From: Derrick Stolee <stolee@gmail.com>
To: Taylor Blau <me@ttaylorr.com>, Jeff King <peff@peff.net>
Cc: git@vger.kernel.org, dstolee@microsoft.com
Subject: Re: [PATCH] builtin/repack.c: invalidate MIDX only when necessary
Date: Tue, 25 Aug 2020 09:14:19 -0400 [thread overview]
Message-ID: <e7eb9fb6-f1ea-f932-efaa-7434ad809989@gmail.com> (raw)
In-Reply-To: <20200825023710.GA98081@syl.lan>
On 8/24/2020 10:37 PM, Taylor Blau wrote:
> On Mon, Aug 24, 2020 at 10:26:14PM -0400, Jeff King wrote:
>> On Mon, Aug 24, 2020 at 10:01:04PM -0400, Taylor Blau wrote:
>>
>>> In 525e18c04b (midx: clear midx on repack, 2018-07-12), 'git repack'
>>> learned to remove a multi-pack-index file if it added or removed a pack
>>> from the object store.
>>>
>>> This mechanism is a little over-eager, since it is only necessary to
>>> drop a MIDX if 'git repack' removes a pack that the MIDX references.
>>> Adding a pack outside of the MIDX does not require invalidating the
>>> MIDX, and likewise for removing a pack the MIDX does not know about.
>>
>> Does "git repack" ever remove just one pack? Obviously "git repack -ad"
>> or "git repack -Ad" is going to pack everything and delete the old
>> packs. So I think we'd want to remove a midx there.
>>
>> And "git repack -d" I think of as deleting only loose objects that we
>> just packed. But I guess it could also remove a pack that has now been
>> made redundant?
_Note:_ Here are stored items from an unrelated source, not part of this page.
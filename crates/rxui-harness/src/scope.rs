#![forbid(unsafe_code)]

//! Scoped scheduler overrides.
//!
//! A [`SchedulerScope`] installs a thread-local override on a
//! [`SchedulerContext`] and restores whatever was there before when it
//! drops, even if the test panics. Components built inside the scope
//! capture the override.

use rxui_core::{SchedulerConfig, SchedulerContext, SchedulerHandle, SchedulerSlot};

/// RAII guard for one thread-local slot override.
#[must_use = "the override is removed as soon as the scope is dropped"]
pub struct SchedulerScope<'a> {
    ctx: &'a SchedulerContext,
    slot: SchedulerSlot,
    previous: Option<SchedulerHandle>,
}

impl<'a> SchedulerScope<'a> {
    /// Override `slot` of `ctx` on the current thread.
    pub fn enter(ctx: &'a SchedulerContext, slot: SchedulerSlot, scheduler: SchedulerHandle) -> Self {
        tracing::trace!(context = ctx.id(), ?slot, scheduler = scheduler.name(), "scheduler scope entered");
        let previous = ctx.swap_override(slot, Some(scheduler));
        Self {
            ctx,
            slot,
            previous,
        }
    }
}

impl Drop for SchedulerScope<'_> {
    fn drop(&mut self) {
        self.ctx.swap_override(self.slot, self.previous.take());
    }
}

impl std::fmt::Debug for SchedulerScope<'_> {
    fn fmt(&self, f: &mut std::fmt::Formatter<'_>) -> std::fmt::Result {
        f.debug_struct("SchedulerScope")
            .field("context", &self.ctx.id())
            .field("slot", &self.slot)
            .field("restores", &self.previous.as_ref().map(|s| s.name().to_owned()))
            .finish()
    }
}

/// Run `f` with both slots of `ctx` overridden by `scheduler` on this
/// thread.
pub fn with_scheduler<R>(ctx: &SchedulerContext, scheduler: SchedulerHandle, f: impl FnOnce() -> R) -> R {
    let _deferred = SchedulerScope::enter(ctx, SchedulerSlot::Deferred, scheduler.clone());
    let _background = SchedulerScope::enter(ctx, SchedulerSlot::Background, scheduler);
    f()
}

/// Run `f` with one slot of `ctx` overridden on this thread.
pub fn with_slot<R>(
    ctx: &SchedulerContext,
    slot: SchedulerSlot,
    scheduler: SchedulerHandle,
    f: impl FnOnce() -> R,
) -> R {
    let _scope = SchedulerScope::enter(ctx, slot, scheduler);
    f()
}

/// Make sure the process-wide context runs in test mode.
///
/// Installs a test-mode global context unless one already exists. Returns
/// the global context either way; when another context won the race the
/// returned one may not be in test mode.
pub fn install_test_context() -> &'static SchedulerContext {
    if let Some(global) = SchedulerContext::try_global() {
        return checked_test_mode(global);
    }
    let ctx = SchedulerContext::with_default_schedulers(SchedulerConfig::for_tests());
    match SchedulerContext::install_global(ctx) {
        Ok(global) => global,
        Err(_unused) => checked_test_mode(SchedulerContext::global()),
    }
}

fn checked_test_mode(global: &'static SchedulerContext) -> &'static SchedulerContext {
    if !global.test_mode() {
        tracing::warn!("global scheduler context was created outside test mode");
    }
    global
}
That seems like a rare case in practice, but I suppose
>> is possible.
>
> Yeah, the patch message makes this sound more likely than it actually
> is, which I agree is very rare. I often write 'git repack' instead of
> 'git pack-objects' to slurp up everything loose into a new pack without
> having to list loose objects by name.
>
> That's the case that I really care about here: purely adding a new pack
> should not invalidate the existing MIDX.
>
>> Not exactly related to your fix, but kind of the flip side of it: would
>> we ever need to retain a midx that mentions some packs that still exist?
>>
>> E.g., imagine we have a midx that points to packs A and B, and
>> git-repack deletes B. By your logic above, we need to remove the midx
>> because now it points to objects in B which aren't accessible. But by
>> deleting it, could we be deleting the only thing that mentions the
>> objects in A?
>>
>> I _think_ the answer is "no", because we never went all-in on midx and
>> allowed deleting the matching .idx files for contained packs. So we'd
>> still have that A.idx, and we could just use the pack as normal. But
>> it's an interesting corner case if we ever do go in that direction.
>
> Agreed. Maybe a (admittedly somewhat large) #leftoverbits.
>
>> If you'll let me muse a bit more on midx-lifetime issues (which I've
>> never really thought about before just now):
>>
>> I'm also a little curious how bad it is to have a midx whose pack has
>> gone away. I guess we'd answer queries for "yes, we have this object"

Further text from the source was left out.